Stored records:
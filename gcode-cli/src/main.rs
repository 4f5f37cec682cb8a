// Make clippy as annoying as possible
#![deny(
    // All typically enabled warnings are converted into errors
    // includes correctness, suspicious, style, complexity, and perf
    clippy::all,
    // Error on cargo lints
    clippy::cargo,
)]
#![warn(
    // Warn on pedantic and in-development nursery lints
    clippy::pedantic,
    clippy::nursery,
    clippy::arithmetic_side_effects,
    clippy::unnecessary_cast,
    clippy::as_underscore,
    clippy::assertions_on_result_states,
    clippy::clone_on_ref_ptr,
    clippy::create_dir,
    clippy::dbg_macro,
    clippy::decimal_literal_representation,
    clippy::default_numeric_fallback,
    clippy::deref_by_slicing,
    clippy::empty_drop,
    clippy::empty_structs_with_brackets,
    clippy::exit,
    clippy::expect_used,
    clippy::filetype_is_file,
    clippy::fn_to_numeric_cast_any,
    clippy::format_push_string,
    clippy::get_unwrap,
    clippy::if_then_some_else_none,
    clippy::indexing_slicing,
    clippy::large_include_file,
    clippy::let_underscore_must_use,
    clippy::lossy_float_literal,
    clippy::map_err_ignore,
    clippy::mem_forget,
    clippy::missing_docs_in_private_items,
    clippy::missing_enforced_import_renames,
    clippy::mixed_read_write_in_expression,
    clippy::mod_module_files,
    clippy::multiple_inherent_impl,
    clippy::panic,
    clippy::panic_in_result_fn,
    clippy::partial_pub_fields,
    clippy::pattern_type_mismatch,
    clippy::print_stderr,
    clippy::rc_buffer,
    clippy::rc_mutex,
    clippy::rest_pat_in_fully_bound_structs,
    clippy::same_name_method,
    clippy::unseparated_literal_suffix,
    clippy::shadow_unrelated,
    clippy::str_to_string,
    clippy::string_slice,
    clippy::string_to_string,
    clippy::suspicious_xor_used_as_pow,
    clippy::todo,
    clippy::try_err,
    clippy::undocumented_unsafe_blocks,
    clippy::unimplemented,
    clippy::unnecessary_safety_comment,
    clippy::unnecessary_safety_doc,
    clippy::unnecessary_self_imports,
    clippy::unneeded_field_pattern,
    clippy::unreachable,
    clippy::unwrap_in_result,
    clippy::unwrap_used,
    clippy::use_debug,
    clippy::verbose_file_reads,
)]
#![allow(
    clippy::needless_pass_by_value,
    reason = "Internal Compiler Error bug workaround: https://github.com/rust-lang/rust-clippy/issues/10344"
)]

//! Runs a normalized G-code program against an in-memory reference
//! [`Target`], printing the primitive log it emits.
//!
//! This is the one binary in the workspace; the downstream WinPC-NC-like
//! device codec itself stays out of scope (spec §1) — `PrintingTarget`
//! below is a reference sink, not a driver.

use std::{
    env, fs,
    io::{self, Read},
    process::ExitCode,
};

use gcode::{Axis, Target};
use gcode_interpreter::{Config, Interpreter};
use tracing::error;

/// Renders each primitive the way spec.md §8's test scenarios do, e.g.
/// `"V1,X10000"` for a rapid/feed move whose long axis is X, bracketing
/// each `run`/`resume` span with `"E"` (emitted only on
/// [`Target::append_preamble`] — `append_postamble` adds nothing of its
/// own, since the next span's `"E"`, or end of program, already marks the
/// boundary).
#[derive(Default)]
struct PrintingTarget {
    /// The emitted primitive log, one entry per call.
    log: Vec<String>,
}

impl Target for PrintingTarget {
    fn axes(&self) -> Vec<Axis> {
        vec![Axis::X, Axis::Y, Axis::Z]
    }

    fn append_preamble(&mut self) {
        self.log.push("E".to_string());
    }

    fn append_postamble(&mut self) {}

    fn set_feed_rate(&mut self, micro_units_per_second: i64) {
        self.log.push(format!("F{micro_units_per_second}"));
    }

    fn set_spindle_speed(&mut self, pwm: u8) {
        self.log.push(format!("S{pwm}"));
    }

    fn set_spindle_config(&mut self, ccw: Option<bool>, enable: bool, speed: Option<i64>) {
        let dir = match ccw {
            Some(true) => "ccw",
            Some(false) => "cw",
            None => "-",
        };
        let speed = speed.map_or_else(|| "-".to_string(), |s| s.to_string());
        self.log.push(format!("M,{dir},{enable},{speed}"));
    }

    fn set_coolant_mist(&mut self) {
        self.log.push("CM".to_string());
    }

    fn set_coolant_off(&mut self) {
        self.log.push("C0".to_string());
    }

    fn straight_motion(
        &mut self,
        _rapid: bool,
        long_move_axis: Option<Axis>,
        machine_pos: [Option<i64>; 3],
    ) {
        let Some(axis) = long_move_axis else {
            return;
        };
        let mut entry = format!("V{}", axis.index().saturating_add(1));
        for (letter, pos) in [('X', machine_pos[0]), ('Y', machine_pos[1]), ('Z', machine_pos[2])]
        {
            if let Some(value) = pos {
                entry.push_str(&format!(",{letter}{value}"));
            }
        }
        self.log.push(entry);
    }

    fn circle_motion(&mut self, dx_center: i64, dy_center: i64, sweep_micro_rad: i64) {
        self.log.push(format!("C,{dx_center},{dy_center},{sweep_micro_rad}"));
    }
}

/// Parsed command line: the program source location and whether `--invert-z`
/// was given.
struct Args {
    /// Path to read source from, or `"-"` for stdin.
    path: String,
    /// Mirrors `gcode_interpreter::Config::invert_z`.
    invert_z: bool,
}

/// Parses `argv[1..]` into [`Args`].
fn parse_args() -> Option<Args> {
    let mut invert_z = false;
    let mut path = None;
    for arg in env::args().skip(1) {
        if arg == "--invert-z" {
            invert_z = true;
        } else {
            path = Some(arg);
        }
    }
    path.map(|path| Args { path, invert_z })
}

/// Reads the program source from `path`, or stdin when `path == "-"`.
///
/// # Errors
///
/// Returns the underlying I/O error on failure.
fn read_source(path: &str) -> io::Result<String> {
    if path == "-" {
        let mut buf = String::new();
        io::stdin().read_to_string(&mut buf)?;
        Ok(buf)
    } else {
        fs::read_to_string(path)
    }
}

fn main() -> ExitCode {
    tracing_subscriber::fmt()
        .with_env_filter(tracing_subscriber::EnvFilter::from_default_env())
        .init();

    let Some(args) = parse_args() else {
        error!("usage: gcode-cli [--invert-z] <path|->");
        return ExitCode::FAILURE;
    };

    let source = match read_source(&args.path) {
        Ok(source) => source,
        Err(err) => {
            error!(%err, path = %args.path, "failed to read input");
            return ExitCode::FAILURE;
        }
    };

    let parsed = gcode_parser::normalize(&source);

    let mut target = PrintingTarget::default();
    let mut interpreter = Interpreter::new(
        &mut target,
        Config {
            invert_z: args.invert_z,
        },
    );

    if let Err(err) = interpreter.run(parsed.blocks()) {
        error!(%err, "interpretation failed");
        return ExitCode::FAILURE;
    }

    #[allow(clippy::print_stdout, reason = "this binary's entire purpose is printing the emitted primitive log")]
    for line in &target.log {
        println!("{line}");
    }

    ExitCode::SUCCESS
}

...

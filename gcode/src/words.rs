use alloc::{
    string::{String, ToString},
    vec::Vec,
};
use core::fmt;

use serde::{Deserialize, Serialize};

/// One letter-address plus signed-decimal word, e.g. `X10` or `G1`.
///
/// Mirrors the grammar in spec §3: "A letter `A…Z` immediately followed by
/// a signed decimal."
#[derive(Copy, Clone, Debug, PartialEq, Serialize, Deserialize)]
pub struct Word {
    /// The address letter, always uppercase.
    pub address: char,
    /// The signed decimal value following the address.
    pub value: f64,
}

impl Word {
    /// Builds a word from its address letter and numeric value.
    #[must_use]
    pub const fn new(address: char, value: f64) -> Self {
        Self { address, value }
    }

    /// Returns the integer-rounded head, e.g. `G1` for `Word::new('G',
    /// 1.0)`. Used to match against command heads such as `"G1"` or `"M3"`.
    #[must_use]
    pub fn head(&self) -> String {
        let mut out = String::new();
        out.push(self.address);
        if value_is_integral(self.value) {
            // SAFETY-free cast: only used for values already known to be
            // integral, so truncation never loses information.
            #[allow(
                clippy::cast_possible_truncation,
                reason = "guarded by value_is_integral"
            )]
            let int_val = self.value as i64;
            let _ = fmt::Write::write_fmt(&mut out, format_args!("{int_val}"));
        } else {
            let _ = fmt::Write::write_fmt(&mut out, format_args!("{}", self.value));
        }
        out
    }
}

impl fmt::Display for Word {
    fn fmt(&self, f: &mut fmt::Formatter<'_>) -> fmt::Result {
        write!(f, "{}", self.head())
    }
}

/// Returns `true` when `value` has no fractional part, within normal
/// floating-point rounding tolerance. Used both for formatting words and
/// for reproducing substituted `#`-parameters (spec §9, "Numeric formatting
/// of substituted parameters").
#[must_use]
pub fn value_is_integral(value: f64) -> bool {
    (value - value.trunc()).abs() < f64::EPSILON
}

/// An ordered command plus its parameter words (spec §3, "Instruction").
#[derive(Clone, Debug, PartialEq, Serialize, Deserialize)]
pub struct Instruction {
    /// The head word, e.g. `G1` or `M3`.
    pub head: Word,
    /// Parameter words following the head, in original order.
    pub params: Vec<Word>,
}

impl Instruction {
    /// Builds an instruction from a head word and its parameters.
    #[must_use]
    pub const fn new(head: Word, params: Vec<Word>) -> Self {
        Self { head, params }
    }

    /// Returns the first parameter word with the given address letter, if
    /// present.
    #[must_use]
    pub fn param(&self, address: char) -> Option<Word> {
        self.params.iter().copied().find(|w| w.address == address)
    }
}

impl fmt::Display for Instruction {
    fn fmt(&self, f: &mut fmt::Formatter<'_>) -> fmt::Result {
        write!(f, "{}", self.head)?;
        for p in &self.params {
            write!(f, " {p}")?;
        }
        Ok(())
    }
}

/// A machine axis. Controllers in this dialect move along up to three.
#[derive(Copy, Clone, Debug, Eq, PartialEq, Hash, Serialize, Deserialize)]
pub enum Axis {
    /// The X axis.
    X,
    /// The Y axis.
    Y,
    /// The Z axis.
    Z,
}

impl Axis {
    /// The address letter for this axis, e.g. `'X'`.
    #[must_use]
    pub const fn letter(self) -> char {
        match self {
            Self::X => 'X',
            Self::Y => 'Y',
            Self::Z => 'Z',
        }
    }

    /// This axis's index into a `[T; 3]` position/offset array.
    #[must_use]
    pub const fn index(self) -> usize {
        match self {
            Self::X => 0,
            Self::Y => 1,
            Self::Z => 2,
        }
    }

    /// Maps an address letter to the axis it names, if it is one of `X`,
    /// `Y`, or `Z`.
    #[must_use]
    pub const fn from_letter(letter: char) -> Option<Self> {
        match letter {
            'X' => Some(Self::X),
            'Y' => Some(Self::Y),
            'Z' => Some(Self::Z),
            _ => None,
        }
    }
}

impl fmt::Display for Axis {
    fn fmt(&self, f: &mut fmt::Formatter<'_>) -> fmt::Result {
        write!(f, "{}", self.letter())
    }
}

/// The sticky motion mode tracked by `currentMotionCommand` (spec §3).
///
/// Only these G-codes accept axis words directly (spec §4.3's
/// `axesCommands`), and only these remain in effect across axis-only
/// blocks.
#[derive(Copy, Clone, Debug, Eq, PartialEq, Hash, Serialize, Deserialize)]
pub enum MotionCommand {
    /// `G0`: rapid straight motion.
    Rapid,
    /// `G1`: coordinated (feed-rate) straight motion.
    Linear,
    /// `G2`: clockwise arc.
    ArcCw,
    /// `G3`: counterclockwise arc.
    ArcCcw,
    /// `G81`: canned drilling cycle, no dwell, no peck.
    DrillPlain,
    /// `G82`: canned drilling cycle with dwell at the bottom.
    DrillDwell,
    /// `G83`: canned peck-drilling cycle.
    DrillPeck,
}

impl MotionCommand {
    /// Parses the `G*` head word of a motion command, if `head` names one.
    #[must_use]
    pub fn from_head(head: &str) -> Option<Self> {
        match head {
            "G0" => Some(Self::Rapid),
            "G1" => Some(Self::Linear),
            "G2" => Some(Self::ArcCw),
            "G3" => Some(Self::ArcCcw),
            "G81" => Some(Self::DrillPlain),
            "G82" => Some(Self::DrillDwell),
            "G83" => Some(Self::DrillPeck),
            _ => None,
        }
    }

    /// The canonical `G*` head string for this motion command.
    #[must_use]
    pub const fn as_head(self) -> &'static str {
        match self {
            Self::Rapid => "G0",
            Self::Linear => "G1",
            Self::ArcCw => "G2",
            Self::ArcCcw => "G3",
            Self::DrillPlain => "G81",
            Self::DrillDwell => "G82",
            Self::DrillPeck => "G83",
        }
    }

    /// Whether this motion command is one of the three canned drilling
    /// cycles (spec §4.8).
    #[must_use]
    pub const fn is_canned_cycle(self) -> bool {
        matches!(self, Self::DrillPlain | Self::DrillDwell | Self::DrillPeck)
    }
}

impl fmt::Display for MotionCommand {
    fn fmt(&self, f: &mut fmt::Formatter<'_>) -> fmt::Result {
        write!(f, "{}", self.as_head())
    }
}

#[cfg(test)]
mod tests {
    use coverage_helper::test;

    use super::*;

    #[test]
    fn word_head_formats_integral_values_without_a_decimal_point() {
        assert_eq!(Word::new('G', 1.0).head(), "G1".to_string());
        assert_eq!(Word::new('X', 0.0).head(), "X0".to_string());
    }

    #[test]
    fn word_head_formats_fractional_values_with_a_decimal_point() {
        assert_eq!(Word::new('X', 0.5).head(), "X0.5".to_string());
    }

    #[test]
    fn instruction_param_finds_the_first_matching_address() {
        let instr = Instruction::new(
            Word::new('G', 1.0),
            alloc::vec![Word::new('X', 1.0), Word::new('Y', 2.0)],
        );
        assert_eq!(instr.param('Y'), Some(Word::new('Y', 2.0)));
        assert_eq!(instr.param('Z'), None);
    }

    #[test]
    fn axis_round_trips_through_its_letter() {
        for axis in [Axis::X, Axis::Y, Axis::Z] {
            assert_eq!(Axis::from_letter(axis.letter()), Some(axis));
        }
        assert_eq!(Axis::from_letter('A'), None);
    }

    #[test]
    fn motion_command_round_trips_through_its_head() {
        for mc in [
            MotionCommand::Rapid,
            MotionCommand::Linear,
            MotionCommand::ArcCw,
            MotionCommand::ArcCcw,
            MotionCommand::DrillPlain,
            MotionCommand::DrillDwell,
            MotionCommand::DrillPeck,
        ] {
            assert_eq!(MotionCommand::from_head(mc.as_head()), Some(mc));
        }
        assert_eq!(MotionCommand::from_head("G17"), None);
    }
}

...

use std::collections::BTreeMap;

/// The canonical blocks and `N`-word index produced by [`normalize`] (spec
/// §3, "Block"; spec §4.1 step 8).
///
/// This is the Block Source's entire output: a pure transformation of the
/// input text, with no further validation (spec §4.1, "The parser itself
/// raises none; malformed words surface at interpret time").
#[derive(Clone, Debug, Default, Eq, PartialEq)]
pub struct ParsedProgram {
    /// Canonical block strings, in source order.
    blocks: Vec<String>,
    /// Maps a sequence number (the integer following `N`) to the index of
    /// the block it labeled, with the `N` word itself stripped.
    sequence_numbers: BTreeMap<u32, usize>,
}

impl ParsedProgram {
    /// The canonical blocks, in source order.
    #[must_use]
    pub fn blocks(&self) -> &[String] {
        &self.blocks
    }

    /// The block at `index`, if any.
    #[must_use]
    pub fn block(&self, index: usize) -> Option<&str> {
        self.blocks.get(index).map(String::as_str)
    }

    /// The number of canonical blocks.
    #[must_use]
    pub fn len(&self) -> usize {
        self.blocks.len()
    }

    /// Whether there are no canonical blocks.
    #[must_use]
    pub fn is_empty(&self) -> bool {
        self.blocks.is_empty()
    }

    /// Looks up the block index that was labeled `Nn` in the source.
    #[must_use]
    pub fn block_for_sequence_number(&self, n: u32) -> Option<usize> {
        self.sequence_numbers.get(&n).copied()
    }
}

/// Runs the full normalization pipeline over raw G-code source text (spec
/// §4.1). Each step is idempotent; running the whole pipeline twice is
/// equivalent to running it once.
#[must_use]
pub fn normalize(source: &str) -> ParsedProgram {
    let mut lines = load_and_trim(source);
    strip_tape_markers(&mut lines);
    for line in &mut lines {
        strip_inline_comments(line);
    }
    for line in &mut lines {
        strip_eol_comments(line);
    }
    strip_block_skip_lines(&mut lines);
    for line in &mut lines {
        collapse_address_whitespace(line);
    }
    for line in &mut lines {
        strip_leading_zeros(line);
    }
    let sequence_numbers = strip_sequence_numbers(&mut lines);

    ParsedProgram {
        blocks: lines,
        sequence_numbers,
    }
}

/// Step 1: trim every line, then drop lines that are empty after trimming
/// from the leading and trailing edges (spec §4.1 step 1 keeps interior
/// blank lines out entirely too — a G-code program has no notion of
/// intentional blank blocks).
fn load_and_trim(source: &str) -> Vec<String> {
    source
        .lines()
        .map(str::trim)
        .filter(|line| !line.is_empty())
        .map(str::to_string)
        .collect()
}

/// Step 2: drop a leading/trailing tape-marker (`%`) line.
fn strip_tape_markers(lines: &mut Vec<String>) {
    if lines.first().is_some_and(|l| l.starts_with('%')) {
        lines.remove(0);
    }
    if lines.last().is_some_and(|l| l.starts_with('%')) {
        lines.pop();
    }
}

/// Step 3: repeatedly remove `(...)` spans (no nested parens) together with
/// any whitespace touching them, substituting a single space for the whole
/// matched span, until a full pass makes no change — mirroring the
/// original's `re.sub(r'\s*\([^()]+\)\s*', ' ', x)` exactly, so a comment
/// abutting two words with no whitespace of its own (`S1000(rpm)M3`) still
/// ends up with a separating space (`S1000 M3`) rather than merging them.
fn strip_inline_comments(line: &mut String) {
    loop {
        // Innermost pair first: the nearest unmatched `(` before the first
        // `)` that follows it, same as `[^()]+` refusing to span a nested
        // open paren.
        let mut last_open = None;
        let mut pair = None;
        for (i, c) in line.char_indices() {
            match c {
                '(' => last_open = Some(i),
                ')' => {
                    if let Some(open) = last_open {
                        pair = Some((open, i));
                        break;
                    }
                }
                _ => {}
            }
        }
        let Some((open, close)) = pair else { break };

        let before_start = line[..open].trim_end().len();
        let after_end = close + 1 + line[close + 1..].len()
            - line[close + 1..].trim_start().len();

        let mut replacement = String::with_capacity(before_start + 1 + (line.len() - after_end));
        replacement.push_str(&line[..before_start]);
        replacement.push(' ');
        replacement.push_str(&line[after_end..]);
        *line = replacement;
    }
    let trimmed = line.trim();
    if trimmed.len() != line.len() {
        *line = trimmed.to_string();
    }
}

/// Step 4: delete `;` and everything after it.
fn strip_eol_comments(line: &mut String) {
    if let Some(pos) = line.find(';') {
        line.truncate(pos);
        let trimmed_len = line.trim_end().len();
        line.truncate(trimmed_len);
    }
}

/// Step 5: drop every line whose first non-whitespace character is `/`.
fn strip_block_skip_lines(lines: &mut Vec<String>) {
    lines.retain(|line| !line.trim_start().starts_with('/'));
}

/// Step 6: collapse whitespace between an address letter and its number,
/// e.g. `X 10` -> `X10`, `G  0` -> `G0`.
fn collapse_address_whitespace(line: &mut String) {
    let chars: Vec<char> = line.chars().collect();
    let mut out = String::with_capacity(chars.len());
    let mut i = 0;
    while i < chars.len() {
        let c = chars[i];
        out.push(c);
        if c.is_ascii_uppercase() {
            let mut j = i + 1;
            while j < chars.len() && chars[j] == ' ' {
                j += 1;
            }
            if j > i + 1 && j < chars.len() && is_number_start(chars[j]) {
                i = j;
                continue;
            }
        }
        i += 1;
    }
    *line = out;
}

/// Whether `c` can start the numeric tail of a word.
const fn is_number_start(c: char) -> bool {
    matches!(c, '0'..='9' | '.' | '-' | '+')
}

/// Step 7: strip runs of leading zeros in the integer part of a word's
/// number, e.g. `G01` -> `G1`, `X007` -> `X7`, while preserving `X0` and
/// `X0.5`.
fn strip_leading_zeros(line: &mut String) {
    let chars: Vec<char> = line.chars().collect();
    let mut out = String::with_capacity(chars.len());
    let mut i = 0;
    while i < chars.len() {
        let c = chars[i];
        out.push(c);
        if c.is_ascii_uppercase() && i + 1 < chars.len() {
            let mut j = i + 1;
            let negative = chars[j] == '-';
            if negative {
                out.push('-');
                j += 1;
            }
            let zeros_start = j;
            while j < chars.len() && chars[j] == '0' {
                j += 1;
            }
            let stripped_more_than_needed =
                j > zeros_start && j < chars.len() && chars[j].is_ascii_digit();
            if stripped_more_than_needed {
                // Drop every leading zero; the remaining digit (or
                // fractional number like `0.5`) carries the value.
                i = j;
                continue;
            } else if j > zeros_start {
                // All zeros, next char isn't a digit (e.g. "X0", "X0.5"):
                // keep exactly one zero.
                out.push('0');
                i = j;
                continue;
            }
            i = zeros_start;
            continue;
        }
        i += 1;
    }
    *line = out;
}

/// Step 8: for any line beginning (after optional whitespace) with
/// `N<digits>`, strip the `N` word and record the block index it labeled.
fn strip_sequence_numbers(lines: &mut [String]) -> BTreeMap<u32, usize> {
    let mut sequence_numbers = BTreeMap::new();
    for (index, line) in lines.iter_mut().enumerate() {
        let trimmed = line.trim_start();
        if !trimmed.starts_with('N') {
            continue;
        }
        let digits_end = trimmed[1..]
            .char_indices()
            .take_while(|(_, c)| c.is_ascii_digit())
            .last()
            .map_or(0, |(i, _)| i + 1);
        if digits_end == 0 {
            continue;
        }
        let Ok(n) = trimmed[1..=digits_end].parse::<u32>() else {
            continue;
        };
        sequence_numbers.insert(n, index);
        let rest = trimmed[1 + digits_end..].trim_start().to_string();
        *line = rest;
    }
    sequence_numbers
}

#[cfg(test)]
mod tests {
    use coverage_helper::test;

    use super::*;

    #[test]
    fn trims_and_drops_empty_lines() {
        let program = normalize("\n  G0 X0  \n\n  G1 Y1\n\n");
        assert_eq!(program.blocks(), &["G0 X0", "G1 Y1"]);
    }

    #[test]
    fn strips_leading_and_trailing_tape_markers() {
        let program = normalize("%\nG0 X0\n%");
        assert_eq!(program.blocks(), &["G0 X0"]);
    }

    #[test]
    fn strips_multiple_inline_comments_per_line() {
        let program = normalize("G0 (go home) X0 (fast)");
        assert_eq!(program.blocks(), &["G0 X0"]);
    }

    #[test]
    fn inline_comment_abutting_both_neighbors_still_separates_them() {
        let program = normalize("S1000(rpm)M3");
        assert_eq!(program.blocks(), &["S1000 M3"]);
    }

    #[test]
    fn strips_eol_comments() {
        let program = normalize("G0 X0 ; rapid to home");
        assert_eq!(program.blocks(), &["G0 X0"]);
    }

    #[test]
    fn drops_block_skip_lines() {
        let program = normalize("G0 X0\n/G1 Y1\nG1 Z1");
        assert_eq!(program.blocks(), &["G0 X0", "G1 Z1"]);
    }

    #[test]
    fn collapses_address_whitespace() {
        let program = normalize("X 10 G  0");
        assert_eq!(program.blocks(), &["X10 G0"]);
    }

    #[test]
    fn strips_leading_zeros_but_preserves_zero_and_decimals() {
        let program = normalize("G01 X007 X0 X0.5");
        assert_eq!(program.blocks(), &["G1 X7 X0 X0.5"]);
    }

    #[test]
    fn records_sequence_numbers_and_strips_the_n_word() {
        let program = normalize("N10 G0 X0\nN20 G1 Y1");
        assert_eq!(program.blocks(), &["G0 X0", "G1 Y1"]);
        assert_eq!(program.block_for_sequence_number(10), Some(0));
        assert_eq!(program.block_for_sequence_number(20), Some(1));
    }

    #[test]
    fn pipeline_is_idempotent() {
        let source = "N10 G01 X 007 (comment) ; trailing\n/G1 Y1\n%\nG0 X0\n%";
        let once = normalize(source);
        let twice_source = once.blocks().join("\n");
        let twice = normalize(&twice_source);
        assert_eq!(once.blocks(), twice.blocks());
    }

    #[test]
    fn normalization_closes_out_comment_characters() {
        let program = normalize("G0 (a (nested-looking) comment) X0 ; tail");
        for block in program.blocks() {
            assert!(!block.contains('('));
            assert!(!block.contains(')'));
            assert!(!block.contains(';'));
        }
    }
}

Exercise description =>
Extract exactly and only the lines above from the line containing "vec![Axis::X, Axis::Y, Axis::Z]" through the line containing "let mut path = None;", both end lines included.

Answer space =>
        vec![Axis::X, Axis::Y, Axis::Z]
    }

    fn append_preamble(&mut self) {
        self.log.push("E".to_string());
    }

    fn append_postamble(&mut self) {}

    fn set_feed_rate(&mut self, micro_units_per_second: i64) {
        self.log.push(format!("F{micro_units_per_second}"));
    }

    fn set_spindle_speed(&mut self, pwm: u8) {
        self.log.push(format!("S{pwm}"));
    }

    fn set_spindle_config(&mut self, ccw: Option<bool>, enable: bool, speed: Option<i64>) {
        let dir = match ccw {
            Some(true) => "ccw",
            Some(false) => "cw",
            None => "-",
        };
        let speed = speed.map_or_else(|| "-".to_string(), |s| s.to_string());
        self.log.push(format!("M,{dir},{enable},{speed}"));
    }

    fn set_coolant_mist(&mut self) {
        self.log.push("CM".to_string());
    }

    fn set_coolant_off(&mut self) {
        self.log.push("C0".to_string());
    }

    fn straight_motion(
        &mut self,
        _rapid: bool,
        long_move_axis: Option<Axis>,
        machine_pos: [Option<i64>; 3],
    ) {
        let Some(axis) = long_move_axis else {
            return;
        };
        let mut entry = format!("V{}", axis.index().saturating_add(1));
        for (letter, pos) in [('X', machine_pos[0]), ('Y', machine_pos[1]), ('Z', machine_pos[2])]
        {
            if let Some(value) = pos {
                entry.push_str(&format!(",{letter}{value}"));
            }
        }
        self.log.push(entry);
    }

    fn circle_motion(&mut self, dx_center: i64, dy_center: i64, sweep_micro_rad: i64) {
        self.log.push(format!("C,{dx_center},{dy_center},{sweep_micro_rad}"));
    }
}

/// Parsed command line: the program source location and whether `--invert-z`
/// was given.
struct Args {
    /// Path to read source from, or `"-"` for stdin.
    path: String,
    /// Mirrors `gcode_interpreter::Config::invert_z`.
    invert_z: bool,
}

/// Parses `argv[1..]` into [`Args`].
fn parse_args() -> Option<Args> {
    let mut invert_z = false;
    let mut path = None;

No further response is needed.